La torre del homenaje es albarrana, está separada del cuerpo del castillo, unida tan solo por un pasadizo aéreo que, al parecer, era un puente levadizo de madera, para cuando, habiendo sido tomada la fortaleza, había que refugiarse en la torre. Ahora es de piedra. De hecho, las matacanas miran hacia el interior, el patio de armas, de donde podían venir los ataques. Desde el punto de vista del Conde, podían habérselas ahorrado porque creo haberle oído decir en el vídeo que la fortaleza nunca había sido tomada. Y no estoy muy seguro de eso porque no se compadece con la leyenda de la hermosa Zaida a la que el propio Torralva de pábulo con el ilustrado y comercial propósito de dotar al castillo de su correspondiente fantasma. Encerrada por los almorávides en la mazmorra, Zaida murió de amor y tristeza cuando su amante, príncipe Al-Mamún de Córdoba, no pudo rescatarla porque lo mataron antes. Desde entonces su figura blanca recorre una vez al año los pasillos del lugar gimiendo. Pero, ¿no quiere eso decir que la fortaleza había sido tomada?

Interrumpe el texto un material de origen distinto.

use axum::{extract::State, response::IntoResponse, Extension, Json};
use std::sync::Arc;

use crate::dto::ApiResponse;
use crate::model::user::Actor;
use crate::service::dashboard_service::DashboardService;
use crate::util::error::HandlerError;

pub async fn dashboard_stats_handler(
    State(service): State<Arc<dyn DashboardService>>,
    Extension(actor): Extension<Actor>,
) -> Result<impl IntoResponse, HandlerError> {
    let stats = service.get_dashboard_stats(&actor).await?;
    Ok(Json(ApiResponse::ok(stats)))
}

pub async fn unattended_counts_handler(
    State(service): State<Arc<dyn DashboardService>>,
    Extension(actor): Extension<Actor>,
) -> Result<impl IntoResponse, HandlerError> {
    let counts = service.get_unattended_counts(&actor).await?;
    Ok(Json(ApiResponse::ok(counts)))
}
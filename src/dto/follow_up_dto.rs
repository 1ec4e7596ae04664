use chrono::{DateTime, Utc};
use serde::{Deserialize, Serialize};
use validator::Validate;

use crate::dto::user_dto::UserSummary;
use crate::model::follow_up::{FollowUp, FollowUpType, LeadStage, PresalesStatus};
use crate::util::timestamp;

/// Payload of both add and update. On update, absent fields keep their
/// stored value.
#[derive(Debug, Clone, Default, Serialize, Deserialize, Validate)]
#[serde(rename_all = "camelCase")]
pub struct FollowUpRequest {
    #[serde(rename = "type")]
    pub kind: Option<FollowUpType>,
    #[validate(length(min = 1, max = 200))]
    pub title: Option<String>,
    #[serde(default, with = "crate::util::timestamp::option")]
    pub next_follow_up_date: Option<DateTime<Utc>>,
    pub inquiry_status: Option<PresalesStatus>,
    pub lead_stage: Option<LeadStage>,
    #[validate(length(min = 1, max = 100))]
    pub sub_stage: Option<String>,
    #[validate(length(max = 2000))]
    pub message: Option<String>,
}

#[derive(Debug, Clone, Serialize)]
#[serde(rename_all = "camelCase")]
pub struct FollowUpView {
    pub id: String,
    #[serde(rename = "type")]
    pub kind: FollowUpType,
    pub created_by: UserSummary,
    pub created_at: String,
    pub updated_at: Option<String>,
    pub title: Option<String>,
    pub next_follow_up_date: Option<String>,
    pub inquiry_status: PresalesStatus,
    pub lead_stage: Option<LeadStage>,
    pub sub_stage: Option<String>,
    pub message: Option<String>,
}

impl FollowUpView {
    pub fn new(follow_up: &FollowUp, created_by: UserSummary) -> Self {
        FollowUpView {
            id: follow_up.id.to_hex(),
            kind: follow_up.kind,
            created_by,
            created_at: timestamp::format(&follow_up.created_at),
            updated_at: follow_up.updated_at.as_ref().map(timestamp::format),
            title: follow_up.title.clone(),
            next_follow_up_date: follow_up.next_follow_up_date.as_ref().map(timestamp::format),
            inquiry_status: follow_up.inquiry_status,
            lead_stage: follow_up.lead_stage,
            sub_stage: follow_up.sub_stage.clone(),
            message: follow_up.message.clone(),
        }
    }
}
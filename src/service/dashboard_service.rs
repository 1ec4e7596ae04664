use std::sync::Arc;

use async_trait::async_trait;
use tracing::{debug, instrument};

use crate::dto::dashboard_dto::{DashboardStats, LocationCount, UnattendedCounts};
use crate::model::inquiry::{Department, Inquiry, LeadStatus};
use crate::model::user::{Actor, Role};
use crate::repository::inquiry_repo::InquiryRepository;
use crate::repository::query::InquiryQuery;
use crate::service::ledger;
use crate::service::settings_service::SettingsService;
use crate::service::user_service::UserService;
use crate::service::views;
use crate::service::visibility::VisibilityScope;
use crate::util::error::ServiceError;

const RECENT_LIMIT: usize = 5;

#[async_trait]
pub trait DashboardService: Send + Sync {
    async fn get_dashboard_stats(&self, actor: &Actor) -> Result<DashboardStats, ServiceError>;
    async fn get_unattended_counts(&self, actor: &Actor) -> Result<UnattendedCounts, ServiceError>;
}

pub struct DashboardServiceImpl {
    pub inquiry_repo: Arc<dyn InquiryRepository>,
    pub users: Arc<dyn UserService>,
    pub settings: Arc<SettingsService>,
}

impl DashboardServiceImpl {
    pub fn new(inquiry_repo: Arc<dyn InquiryRepository>, users: Arc<dyn UserService>, settings: Arc<SettingsService>) -> Self {
        DashboardServiceImpl {
            inquiry_repo,
            users,
            settings,
        }
    }

    /// Matching inquiries that are still in the pipeline, newest first.
    async fn active(&self, query: &InquiryQuery) -> Result<Vec<Inquiry>, ServiceError> {
        let mut inquiries = self.inquiry_repo.find(query).await?;
        inquiries.retain(|i| !ledger::is_admitted(&i.follow_ups));
        Ok(inquiries)
    }
}

fn count_where(inquiries: &[Inquiry], predicate: impl Fn(&Inquiry) -> bool) -> u64 {
    inquiries.iter().filter(|i| predicate(i)).count() as u64
}

#[async_trait]
impl DashboardService for DashboardServiceImpl {
    #[instrument(skip(self), fields(actor = %actor.id, role = %actor.role))]
    async fn get_dashboard_stats(&self, actor: &Actor) -> Result<DashboardStats, ServiceError> {
        let scope = VisibilityScope::for_actor(actor);
        let attended = match actor.role {
            Role::User => scope.mine_predicate(),
            _ => InquiryQuery::Or(vec![InquiryQuery::AssignedTo(actor.id), InquiryQuery::ForwardedBy(actor.id)]),
        };

        let base = self.active(&scope.default_predicate()).await?;
        let mine = self.active(&InquiryQuery::CreatedBy(actor.id)).await?;
        let attended = self.active(&attended).await?;
        let admitted = count_where(
            &self.inquiry_repo.find(&InquiryQuery::HasFollowUps).await?,
            |i| ledger::is_admitted(&i.follow_ups),
        );
        debug!("Dashboard base set has {} active inquiries", base.len());

        let recent: Vec<Inquiry> = base.iter().take(RECENT_LIMIT).cloned().collect();
        Ok(DashboardStats {
            total_inquiries: base.len() as u64,
            hot_inquiries: count_where(&base, |i| i.status == LeadStatus::Hot),
            warm_inquiries: count_where(&base, |i| i.status == LeadStatus::Warm),
            cold_inquiries: count_where(&base, |i| i.status == LeadStatus::Cold),
            presales_inquiries: count_where(&base, |i| i.department == Department::Presales),
            sales_inquiries: count_where(&base, |i| i.department == Department::Sales),
            my_inquiries: mine.len() as u64,
            my_attended_inquiries: attended.len() as u64,
            unassigned_inquiries: count_where(&base, |i| i.assigned_to.is_none()),
            admitted_students: admitted,
            recent_inquiries: views::populate(self.users.as_ref(), &recent).await?,
        })
    }

    #[instrument(skip(self), fields(actor = %actor.id, role = %actor.role))]
    async fn get_unattended_counts(&self, actor: &Actor) -> Result<UnattendedCounts, ServiceError> {
        if actor.is(Role::User) {
            return Err(ServiceError::AccessDenied("Unattended counts are not available to this role".to_string()));
        }
        let scope = VisibilityScope::for_actor(actor);
        let pool = self
            .active(&InquiryQuery::Unassigned.and(scope.department_predicate()))
            .await?;
        let settings = self.settings.current().await;
        let by_location = settings
            .locations
            .iter()
            .map(|location| LocationCount {
                location: location.label.clone(),
                count: count_where(&pool, |i| i.preferred_location == location.label),
            })
            .collect();
        Ok(UnattendedCounts {
            total: pool.len() as u64,
            by_location,
        })
    }
}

Hacen bien los Condes de Torralva en animar, dar vida al castillo. Por cierto, en una de las salas, para ilustrar la inexpugnabilidad de la plaza, se representa un sitio, supongo que de los almorávides, con movimiento de tropas y mucho aparato de catapultas de uno y otro lado, lanzando vistosas bolas de fuego. Me trajo a la memoria aquel curioso tío carnal de Tristam Shandy, especialista en fortificaciones y sitios del siglo XVII en el que vivía. Sterne tenía un punto cervantino muy fuerte.